Autophagy-related factors were investigated in ACRC with wild-type KRAS to find new biomarkers for cetuximab efficacy, which may offer the potential for developing novel therapeutic strategies for these patients.
The role of Beclin1, microtubule-associated protein 1A/B-light chain 3 (LC3), and 4E-binding protein 1 (4E-BP1), the key factors in autophagy, in predicting the efficacy of cetuximab in ACRC with wild-type KRAS was explored. It was found that Beclin1 and 4E-BP1 were independent prognostic factors for overall survival (OS). In the future research, elucidating the molecular mechanism of association of these factors with cetuximab may help us find more new biomarkers and make cetuximab treatment more accurate.

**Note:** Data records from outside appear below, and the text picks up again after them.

//! Error and failure types shared by the harness and the classifier.
//!
//! Two layers:
//!
//! - [`HarnessError`] is for environment-level problems that stop a run (a suite directory is missing, the
//!   reference table does not parse). These propagate with `?` up to the CLI boundary.
//! - [`FailureKind`] describes why a *single* test case failed. It is data, not an error: the reporter records it
//!   and moves on to the next case.

use std::fmt;
use std::path::PathBuf;

use thiserror::Error;

/// Errors that abort a harness or classifier run.
#[derive(Debug, Error)]
pub enum HarnessError {
    #[error("suite '{suite}' directory not found: {}", path.display())]
    SuiteMissing { suite: String, path: PathBuf },

    #[error("I/O error on '{}': {source}", path.display())]
    Io {
        path: PathBuf,
        #[source]
        source: std::io::Error,
    },

    #[error("invalid reference table: {0}")]
    ReferenceTable(String),
}

impl HarnessError {
    /// Attach a path to an I/O error.
    pub fn io(path: impl Into<PathBuf>, source: std::io::Error) -> Self {
        Self::Io {
            path: path.into(),
            source,
        }
    }
}

/// Why a single test case failed.
#[derive(Debug, Clone, PartialEq, Eq)]
pub enum FailureKind {
    /// The solver could not be started at all.
    Spawn(String),
    /// The problem data for a piped run could not be prepared.
    Input(String),
    /// The solver was killed after exceeding its wait bound.
    Timeout,
    /// The solver ran to completion with a non-zero (or signal) status.
    NonZeroExit(Option<i32>),
    /// No baseline was recorded for this test id yet.
    MissingBaseline,
    /// The observation differs from the stored baseline.
    OutputMismatch { diff: String },
    /// The baseline could not be read or written.
    Persistence(String),
}

impl fmt::Display for FailureKind {
    fn fmt(&self, f: &mut fmt::Formatter<'_>) -> fmt::Result {
        match self {
            FailureKind::Spawn(msg) => write!(f, "failed to start solver: {}", msg),
            FailureKind::Input(msg) => write!(f, "could not prepare solver input: {}", msg),
            FailureKind::Timeout => write!(f, "solver timed out"),
            FailureKind::NonZeroExit(Some(code)) => write!(f, "solver exited with code {}", code),
            FailureKind::NonZeroExit(None) => write!(f, "solver terminated by signal"),
            FailureKind::MissingBaseline => write!(f, "no baseline recorded yet"),
            FailureKind::OutputMismatch { diff } => write!(f, "output differs from baseline:\n{}", diff),
            FailureKind::Persistence(msg) => write!(f, "baseline persistence failed: {}", msg),
        }
    }
}
//! Known-optimal reference values
//!
//! The table is a JSON list of `{"id": ..., "value": ...}` records. The default
//! table (netlib LP optima) is embedded at compile time from
//! `resources/known_results.json`; `--known-results` swaps in another file.
//!
//! Under the current comparison semantics a reference value only contributes a
//! label line to the observed text (see [`crate::oracle`]). The label format is
//! therefore part of every recorded baseline and must never change.

use std::collections::HashMap;
use std::fs;
use std::path::Path;

use serde::Deserialize;

use crate::errors::HarnessError;

/// The embedded netlib reference table.
pub const EMBEDDED_KNOWN_RESULTS: &str = include_str!("../resources/known_results.json");

/// Text placed before the formatted value on the label line.
pub const EXPECTED_LABEL: &str = "Expected optimal value: ";

/// One reference record.
#[derive(Debug, Clone, PartialEq, Deserialize)]
pub struct ReferenceValue {
    pub id: String,
    pub value: f64,
}

/// Test id → known-optimal value. Read-only once loaded.
#[derive(Debug, Clone, Default)]
pub struct ReferenceTable {
    values: HashMap<String, f64>,
}

impl ReferenceTable {
    /// Build a table from records, rejecting duplicate ids.
    pub fn from_records(records: Vec<ReferenceValue>) -> Result<Self, HarnessError> {
        let mut values = HashMap::with_capacity(records.len());
        for record in records {
            if record.id.is_empty() {
                return Err(HarnessError::ReferenceTable("record with empty id".to_string()));
            }
            if values.insert(record.id.clone(), record.value).is_some() {
                return Err(HarnessError::ReferenceTable(format!("duplicate id '{}'", record.id)));
            }
        }
        Ok(Self { values })
    }

    /// Parse a table from JSON text.
    pub fn from_json(json: &str) -> Result<Self, HarnessError> {
        let records: Vec<ReferenceValue> =
            serde_json::from_str(json).map_err(|e| HarnessError::ReferenceTable(e.to_string()))?;
        Self::from_records(records)
    }

    /// The table compiled into the binary.
    pub fn embedded() -> Result<Self, HarnessError> {
        Self::from_json(EMBEDDED_KNOWN_RESULTS)
    }

    /// Load a table from a JSON file.
    pub fn load(path: &Path) -> Result<Self, HarnessError> {
        let json = fs::read_to_string(path).map_err(|e| HarnessError::io(path, e))?;
        let table = Self::from_json(&json)?;
        tracing::info!("loaded {} reference values from {}", table.len(), path.display());
        Ok(table)
    }

    pub fn get(&self, id: &str) -> Option<f64> {
        self.values.get(id).copied()
    }

    pub fn len(&self) -> usize {
        self.values.len()
    }

    pub fn is_empty(&self) -> bool {
        self.values.is_empty()
    }

    /// The label line for `id`, or an empty string when the id has no reference value.
    pub fn expected_prefix(&self, id: &str) -> String {
        match self.get(id) {
            Some(value) => format!("{}{}\n", EXPECTED_LABEL, format_reference_value(value)),
            None => String::new(),
        }
    }
}

/// Render a reference value deterministically.
///
/// Shortest digits that round-trip to the same `f64`. Integral values keep a
/// trailing `.0`; magnitudes at or above `1e16` or below `1e-4` switch to
/// `<mantissa>e±XX` with at least two exponent digits.
pub fn format_reference_value(value: f64) -> String {
    if value.is_nan() {
        return "nan".to_string();
    }
    if value.is_infinite() {
        return if value > 0.0 { "inf" } else { "-inf" }.to_string();
    }

    let magnitude = value.abs();
    if magnitude != 0.0 && !(1e-4..1e16).contains(&magnitude) {
        let sci = format!("{:e}", value);
        let (mantissa, exponent) = sci.split_once('e').unwrap_or((sci.as_str(), "0"));
        let exponent: i32 = exponent.parse().unwrap_or(0);
        let sign = if exponent < 0 { '-' } else { '+' };
        return format!("{}e{}{:02}", mantissa, sign, exponent.abs());
    }

    let plain = value.to_string();
    if plain.contains('.') { plain } else { format!("{}.0", plain) }
}
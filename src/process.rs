//! Solver process execution
//!
//! One primitive, [`ProcessRunner::execute`], shared by the regression harness
//! and the corpus classifier. The two callers differ only in their
//! [`WaitPolicy`]: the harness waits as long as the solver needs, the
//! classifier kills the solver once its time bound expires.
//!
//! stdin is fed and stdout/stderr are drained on helper threads so a child
//! that fills one pipe while we block on another cannot deadlock the run.
//! After a timeout the helpers are detached rather than joined: a descendant
//! of the killed solver may still hold the pipes open.

use std::ffi::{OsStr, OsString};
use std::io::{self, Read, Write};
use std::path::{Path, PathBuf};
use std::process::{Child, Command, ExitStatus, Stdio};
use std::sync::{Arc, Mutex, PoisonError};
use std::thread::{self, JoinHandle};
use std::time::{Duration, Instant};

use thiserror::Error;

/// Errors from starting or waiting on a child process.
///
/// A non-zero exit status is *not* an error; it is reported in [`ExecutionResult::exit_code`].
#[derive(Debug, Error)]
pub enum ProcessError {
    #[error("failed to spawn '{program}': {source}")]
    Spawn {
        program: String,
        #[source]
        source: io::Error,
    },

    #[error("failed to wait for '{program}': {source}")]
    Wait {
        program: String,
        #[source]
        source: io::Error,
    },
}

/// How long to wait for a child before giving up on it.
#[derive(Debug, Clone, Copy, PartialEq, Eq)]
pub enum WaitPolicy {
    /// Block until the child exits.
    Unbounded,
    /// Kill the child once this much wall-clock time has passed.
    Bounded(Duration),
}

/// A command to run, with optional data for its stdin.
#[derive(Debug, Clone)]
pub struct Invocation {
    pub program: OsString,
    pub args: Vec<OsString>,
    /// Bytes written to the child's stdin; `None` gives the child a null stdin
    pub stdin: Option<Vec<u8>>,
    pub current_dir: Option<PathBuf>,
}

impl Invocation {
    pub fn new(program: impl AsRef<OsStr>) -> Self {
        Self {
            program: program.as_ref().to_os_string(),
            args: Vec::new(),
            stdin: None,
            current_dir: None,
        }
    }

    pub fn args<I, S>(mut self, args: I) -> Self
    where
        I: IntoIterator<Item = S>,
        S: AsRef<OsStr>,
    {
        self.args.extend(args.into_iter().map(|a| a.as_ref().to_os_string()));
        self
    }

    pub fn stdin(mut self, data: Vec<u8>) -> Self {
        self.stdin = Some(data);
        self
    }

    pub fn current_dir(mut self, dir: Option<&Path>) -> Self {
        self.current_dir = dir.map(Path::to_path_buf);
        self
    }

    /// The program name as text, for diagnostics.
    pub fn program_name(&self) -> String {
        self.program.to_string_lossy().into_owned()
    }

    /// The full command line as text, for diagnostics.
    pub fn command_line(&self) -> String {
        let mut line = self.program_name();
        for arg in &self.args {
            line.push(' ');
            line.push_str(&arg.to_string_lossy());
        }
        line
    }
}

/// What a finished (or killed) solver run produced.
#[derive(Debug, Clone, PartialEq, Eq)]
pub struct ExecutionResult {
    /// Exit code; `None` when the process was terminated by a signal
    pub exit_code: Option<i32>,
    pub stdout: String,
    pub stderr: String,
    pub duration: Duration,
    pub timed_out: bool,
}

impl ExecutionResult {
    /// True when the process ran to completion with exit code 0.
    pub fn succeeded(&self) -> bool {
        !self.timed_out && self.exit_code == Some(0)
    }
}

/// Executes solver invocations.
///
/// The harness and classifier talk to the solver only through this trait, so
/// their control flow can be exercised without a real solver.
pub trait SolverExecutor {
    fn execute(&self, invocation: &Invocation, policy: WaitPolicy) -> Result<ExecutionResult, ProcessError>;
}

/// Runs invocations as real child processes.
#[derive(Debug, Clone)]
pub struct ProcessRunner {
    /// How often a bounded wait checks on the child
    pub poll_interval: Duration,
}

impl Default for ProcessRunner {
    fn default() -> Self {
        Self {
            poll_interval: Duration::from_millis(10),
        }
    }
}

impl ProcessRunner {
    pub fn new() -> Self {
        Self::default()
    }
}

impl SolverExecutor for ProcessRunner {
    fn execute(&self, invocation: &Invocation, policy: WaitPolicy) -> Result<ExecutionResult, ProcessError> {
        let start = Instant::now();
        tracing::debug!(command = %invocation.command_line(), ?policy, "spawning solver");

        let mut command = Command::new(&invocation.program);
        command
            .args(&invocation.args)
            .stdin(if invocation.stdin.is_some() {
                Stdio::piped()
            } else {
                Stdio::null()
            })
            .stdout(Stdio::piped())
            .stderr(Stdio::piped());
        if let Some(dir) = &invocation.current_dir {
            command.current_dir(dir);
        }

        let mut child = command.spawn().map_err(|source| ProcessError::Spawn {
            program: invocation.program_name(),
            source,
        })?;

        let writer = match (&invocation.stdin, child.stdin.take()) {
            (Some(data), Some(pipe)) => Some(spawn_writer(pipe, data.clone())),
            _ => None,
        };
        let stdout_capture = child.stdout.take().map(PipeCapture::spawn);
        let stderr_capture = child.stderr.take().map(PipeCapture::spawn);

        let waited = match policy {
            WaitPolicy::Unbounded => child.wait().map(|status| (status, false)),
            WaitPolicy::Bounded(limit) => wait_bounded(&mut child, limit, self.poll_interval),
        };
        let (status, timed_out) = match waited {
            Ok(waited) => waited,
            Err(source) => {
                let _ = child.kill();
                let _ = child.wait();
                return Err(ProcessError::Wait {
                    program: invocation.program_name(),
                    source,
                });
            }
        };

        let duration = start.elapsed();

        let (stdout, stderr) = if timed_out {
            // Keep what arrived before the kill; joining could block on a surviving descendant.
            drop(writer);
            (PipeCapture::snapshot(stdout_capture), PipeCapture::snapshot(stderr_capture))
        } else {
            if let Some(writer) = writer {
                let _ = writer.join();
            }
            (PipeCapture::finish(stdout_capture), PipeCapture::finish(stderr_capture))
        };

        let result = ExecutionResult {
            exit_code: status.code(),
            stdout: String::from_utf8_lossy(&stdout).into_owned(),
            stderr: String::from_utf8_lossy(&stderr).into_owned(),
            duration,
            timed_out,
        };
        tracing::debug!(
            exit_code = ?result.exit_code,
            timed_out = result.timed_out,
            duration_ms = result.duration.as_millis() as u64,
            "solver finished"
        );
        Ok(result)
    }
}

/// Poll the child until it exits or `limit` passes; on expiry kill and reap it.
fn wait_bounded(child: &mut Child, limit: Duration, poll_interval: Duration) -> io::Result<(ExitStatus, bool)> {
    let started = Instant::now();
    loop {
        if let Some(status) = child.try_wait()? {
            return Ok((status, false));
        }
        if started.elapsed() >= limit {
            // The child may exit between try_wait and kill; wait() still reaps it.
            let _ = child.kill();
            let status = child.wait()?;
            return Ok((status, true));
        }
        thread::sleep(poll_interval);
    }
}

fn spawn_writer<W: Write + Send + 'static>(mut pipe: W, data: Vec<u8>) -> JoinHandle<()> {
    thread::spawn(move || {
        // EPIPE here just means the child stopped reading early.
        if let Err(e) = pipe.write_all(&data) {
            tracing::debug!("stdin write ended early: {}", e);
        }
    })
}

/// A reader thread draining one output pipe into a shared buffer.
struct PipeCapture {
    handle: JoinHandle<()>,
    buf: Arc<Mutex<Vec<u8>>>,
}

impl PipeCapture {
    fn spawn<R: Read + Send + 'static>(mut pipe: R) -> Self {
        let buf = Arc::new(Mutex::new(Vec::new()));
        let sink = Arc::clone(&buf);
        let handle = thread::spawn(move || {
            let mut chunk = [0u8; 8192];
            loop {
                match pipe.read(&mut chunk) {
                    Ok(0) => break,
                    Ok(n) => sink.lock().unwrap_or_else(PoisonError::into_inner).extend_from_slice(&chunk[..n]),
                    Err(e) if e.kind() == io::ErrorKind::Interrupted => continue,
                    Err(_) => break,
                }
            }
        });
        Self { handle, buf }
    }

    /// Wait for the pipe to close and return everything it carried.
    fn finish(capture: Option<Self>) -> Vec<u8> {
        match capture {
            Some(capture) => {
                let PipeCapture { handle, buf } = capture;
                let _ = handle.join();
                let mut buf = buf.lock().unwrap_or_else(PoisonError::into_inner);
                std::mem::take(&mut *buf)
            }
            None => Vec::new(),
        }
    }

    /// Return what has been read so far and leave the thread detached.
    fn snapshot(capture: Option<Self>) -> Vec<u8> {
        capture.map(Self::take).unwrap_or_default()
    }

    fn take(self) -> Vec<u8> {
        let mut buf = self.buf.lock().unwrap_or_else(PoisonError::into_inner);
        std::mem::take(&mut *buf)
    }
}
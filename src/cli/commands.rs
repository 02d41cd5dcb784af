//! CLI command implementations
//!
//! All command functions return `CliResult<ExitCode>` instead of calling
//! `process::exit`. Error handling and exits happen in the top-level `run()`.

use std::fs;
use std::path::{Path, PathBuf};
use std::time::Duration;

use crate::config::{ClassifierConfig, HarnessConfig, SolverConfig, resolve_solver_program};
use crate::golden::GoldenStore;
use crate::process::ProcessRunner;
use crate::reference::ReferenceTable;

use super::classifier::classify_corpus;
use super::reporter::{ConsoleReporter, run_suites};
use super::{Cli, CliError, CliResult, ExitCode, SortCli};

/// Resolve `--root` to an absolute directory.
///
/// The root doubles as the solver's working directory, so relative suite paths
/// handed to the solver must not depend on where we were started from.
pub fn resolve_root(root: &Path) -> CliResult<PathBuf> {
    let resolved = fs::canonicalize(root)
        .map_err(|e| CliError::failure(format!("Cannot access root directory '{}': {}", root.display(), e)))?;
    if !resolved.is_dir() {
        return Err(CliError::failure(format!(
            "Root '{}' is not a directory",
            root.display()
        )));
    }
    Ok(resolved)
}

/// Load the reference table from `path`, or the embedded one.
pub fn load_references(path: Option<&Path>) -> CliResult<ReferenceTable> {
    let table = match path {
        Some(path) => ReferenceTable::load(path)?,
        None => ReferenceTable::embedded()?,
    };
    Ok(table)
}

/// Run all suites and report.
pub fn run_harness(cli: &Cli) -> CliResult<ExitCode> {
    let root = resolve_root(&cli.root)?;
    let references = load_references(cli.known_results.as_deref())?;
    let program = resolve_solver_program(cli.solver.as_deref());
    let config = HarnessConfig::default()
        .with_root(&root)
        .with_solver(SolverConfig::default().with_program(program));

    tracing::debug!(?config, references = references.len(), "starting regression run");

    let store = GoldenStore::new(&config.outputs_dir);
    let mut reporter = ConsoleReporter::stdout(cli.verbose);
    let summary = run_suites(&config, &references, &store, &ProcessRunner::new(), &mut reporter)?;
    Ok(summary.exit_code())
}

/// Partition the staged netlib corpus into fast and slow tiers.
pub fn sort_corpus(cli: &SortCli) -> CliResult<ExitCode> {
    if cli.timeout_secs == 0 {
        return Err(CliError::failure("Error: --timeout-secs must be at least 1"));
    }
    let root = resolve_root(&cli.root)?;
    let config = ClassifierConfig::default()
        .with_root(&root)
        .with_program(resolve_solver_program(cli.solver.as_deref()))
        .with_timeout(Duration::from_secs(cli.timeout_secs));

    classify_corpus(&config, &ProcessRunner::new())?;
    Ok(ExitCode::SUCCESS)
}
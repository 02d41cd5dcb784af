//! Harness and classifier configuration
//!
//! Defaults reproduce the repository layout the harness has always run against:
//! the solver is `vine`, test suites live under `tests/`, and golden outputs
//! under `tests/outputs/`. Every path is relative to a base directory (the
//! `--root` flag, `.` by default).

use std::env;
use std::ffi::OsString;
use std::path::{Path, PathBuf};
use std::time::Duration;

/// Environment variable consulted for the solver program when no flag is given.
pub const SOLVER_ENV_VAR: &str = "SOLVER_REGRESS_SOLVER";

/// Solver program used when neither the flag nor the environment names one.
pub const DEFAULT_SOLVER: &str = "vine";

/// Wall-clock bound used by the classifier.
pub const DEFAULT_CLASSIFIER_TIMEOUT: Duration = Duration::from_secs(10);

/// How a suite hands problem data to the solver.
#[derive(Debug, Clone, Copy, PartialEq, Eq)]
pub enum InvocationMode {
    /// Each file is a problem program passed as a command-line argument.
    DirectFile,
    /// Each file is raw problem data piped on stdin to a shared driver.
    PipedStdin,
}

/// How the solver command line is assembled.
#[derive(Debug, Clone)]
pub struct SolverConfig {
    /// Program to spawn (looked up on `PATH` when not a path)
    pub program: String,
    /// Pass `--no-stats` after the `run` subcommand
    pub no_stats: bool,
    /// Library loaded with `--lib`
    pub library: Option<PathBuf>,
}

impl Default for SolverConfig {
    fn default() -> Self {
        Self {
            program: DEFAULT_SOLVER.to_string(),
            no_stats: true,
            library: Some(PathBuf::from("liana/liana.vi")),
        }
    }
}

impl SolverConfig {
    pub fn new() -> Self {
        Self::default()
    }

    /// Set the solver program
    pub fn with_program(mut self, program: impl Into<String>) -> Self {
        self.program = program.into();
        self
    }

    /// Set or clear the `--lib` argument
    pub fn with_library(mut self, library: Option<PathBuf>) -> Self {
        self.library = library;
        self
    }

    /// Toggle `--no-stats`
    pub fn with_no_stats(mut self, no_stats: bool) -> Self {
        self.no_stats = no_stats;
        self
    }

    /// Arguments for running `program_file`: `run [--no-stats] <file> [--lib <library>]`.
    pub fn run_args(&self, program_file: &Path) -> Vec<OsString> {
        let mut args: Vec<OsString> = vec!["run".into()];
        if self.no_stats {
            args.push("--no-stats".into());
        }
        args.push(program_file.as_os_str().to_os_string());
        if let Some(lib) = &self.library {
            args.push("--lib".into());
            args.push(lib.as_os_str().to_os_string());
        }
        args
    }
}

/// One benchmark suite.
#[derive(Debug, Clone)]
pub struct SuiteConfig {
    /// Suite name; also the golden sub-directory (may contain `/`)
    pub name: String,
    /// Directory holding the test files
    pub dir: PathBuf,
    pub mode: InvocationMode,
    /// Driver program for piped suites
    pub driver: Option<PathBuf>,
}

impl SuiteConfig {
    /// A suite whose files are passed directly to the solver.
    pub fn direct(name: impl Into<String>, dir: impl Into<PathBuf>) -> Self {
        Self {
            name: name.into(),
            dir: dir.into(),
            mode: InvocationMode::DirectFile,
            driver: None,
        }
    }

    /// A suite whose files are piped to `driver` on stdin.
    pub fn piped(name: impl Into<String>, dir: impl Into<PathBuf>, driver: impl Into<PathBuf>) -> Self {
        Self {
            name: name.into(),
            dir: dir.into(),
            mode: InvocationMode::PipedStdin,
            driver: Some(driver.into()),
        }
    }

    fn rebased(mut self, root: &Path) -> Self {
        self.dir = root.join(&self.dir);
        self.driver = self.driver.map(|d| root.join(d));
        self
    }
}

/// Configuration for the regression harness.
#[derive(Debug, Clone)]
pub struct HarnessConfig {
    pub solver: SolverConfig,
    /// Suites, run in this order
    pub suites: Vec<SuiteConfig>,
    /// Root of the golden output tree
    pub outputs_dir: PathBuf,
    /// Working directory for solver processes (`None` inherits ours)
    pub solver_cwd: Option<PathBuf>,
}

impl Default for HarnessConfig {
    fn default() -> Self {
        Self {
            solver: SolverConfig::default(),
            suites: vec![
                SuiteConfig::direct("linear_programs", "tests/linear_programs"),
                SuiteConfig::piped("netlib/small", "tests/netlib/small", "tests/test_mps.vi"),
            ],
            outputs_dir: PathBuf::from("tests/outputs"),
            solver_cwd: None,
        }
    }
}

impl HarnessConfig {
    pub fn new() -> Self {
        Self::default()
    }

    /// Resolve every relative path against `root` and run the solver from there.
    ///
    /// `root` must be absolute, since it also becomes the solver's working
    /// directory. The `--lib` path stays relative and resolves from there.
    pub fn with_root(mut self, root: &Path) -> Self {
        self.suites = self.suites.into_iter().map(|s| s.rebased(root)).collect();
        self.outputs_dir = root.join(&self.outputs_dir);
        self.solver_cwd = Some(root.to_path_buf());
        self
    }

    pub fn with_solver(mut self, solver: SolverConfig) -> Self {
        self.solver = solver;
        self
    }

    pub fn with_suites(mut self, suites: Vec<SuiteConfig>) -> Self {
        self.suites = suites;
        self
    }

    pub fn with_outputs_dir(mut self, dir: impl Into<PathBuf>) -> Self {
        self.outputs_dir = dir.into();
        self
    }
}

/// Configuration for the fast/slow corpus classifier.
#[derive(Debug, Clone)]
pub struct ClassifierConfig {
    /// Solver program
    pub program: String,
    /// Driver program the raw data is piped to
    pub driver: PathBuf,
    /// Directory holding unsorted files
    pub staging_dir: PathBuf,
    /// Destination for files that finish within the timeout
    pub fast_dir: PathBuf,
    /// Destination for files that exceed it
    pub slow_dir: PathBuf,
    pub timeout: Duration,
}

impl Default for ClassifierConfig {
    fn default() -> Self {
        Self {
            program: DEFAULT_SOLVER.to_string(),
            driver: PathBuf::from("tests/test_mps.vi"),
            staging_dir: PathBuf::from("tests/netlib"),
            fast_dir: PathBuf::from("tests/netlib/small"),
            slow_dir: PathBuf::from("tests/netlib/large"),
            timeout: DEFAULT_CLASSIFIER_TIMEOUT,
        }
    }
}

impl ClassifierConfig {
    pub fn new() -> Self {
        Self::default()
    }

    /// Resolve every relative path against `root`.
    pub fn with_root(mut self, root: &Path) -> Self {
        self.driver = root.join(&self.driver);
        self.staging_dir = root.join(&self.staging_dir);
        self.fast_dir = root.join(&self.fast_dir);
        self.slow_dir = root.join(&self.slow_dir);
        self
    }

    pub fn with_program(mut self, program: impl Into<String>) -> Self {
        self.program = program.into();
        self
    }

    pub fn with_timeout(mut self, timeout: Duration) -> Self {
        self.timeout = timeout;
        self
    }

    /// Arguments for one classifier run: `run <driver>`.
    pub fn run_args(&self) -> Vec<OsString> {
        vec!["run".into(), self.driver.as_os_str().to_os_string()]
    }
}

/// Pick the solver program: explicit flag, then `SOLVER_REGRESS_SOLVER`, then `vine`.
pub fn resolve_solver_program(flag: Option<&str>) -> String {
    if let Some(program) = flag {
        return program.to_string();
    }
    match env::var(SOLVER_ENV_VAR) {
        Ok(program) if !program.trim().is_empty() => program,
        _ => DEFAULT_SOLVER.to_string(),
    }
}
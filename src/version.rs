//! Harness version information.
//!
//! Taken from Cargo metadata (`CARGO_PKG_VERSION`) at compile time so both
//! binaries report the same value.

/// The harness version string (for example, `0.1.0`).
pub const HARNESS_VERSION: &str = env!("CARGO_PKG_VERSION");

We detected the expression of autophagy-related proteins 4E-BP1, Beclin-1, and LC3 in CRC samples and adjacent non-tumor tissues by immunohistochemistry. And the three proteins were examined by Western blot in CRC cells. The effect of autophagy on cetuximab-treated cancer cells was confirmed by MTT assay. The associations of Beclin1, LC3, and 4E-BP1 expression in tumor tissue with the efficacy of cetuximab-based therapy were analyzed.
Autophagosome formation was observed in colon cancer cells, with LC3 and 4E-BP1 upregulated, and autophagy increased the efficacy of cetuximab. Beclin1 expression was significantly correlated with LC3 and 4E-BP1 expression in ACRC tissues. LC3 was significantly overexpressed in tumor tissues compared to normal tissues. In patients with wild-type KRAS, the expression levels of Beclin1 and 4E-BP1 were independent prognostic factors for OS. The molecular mechanism of association of these factors with cetuximab effect and their weight coefficients in prognostic models need further study.
LC3 is overexpressed in tumor tissues, and Beclin1 and 4E-BP1 are significant predictors of OS in wild-type KRAS ACRC treated with cetuximab. Autophagy has a role in improving the effects of cetuximab on colon cancer cell.
Autophagy might play a new role to predict the effects of cetuximab in ACRC with wild-type KRAS in the future, and inducing or blocking autophagy may be a new way to improve cetuximab treating ACRC.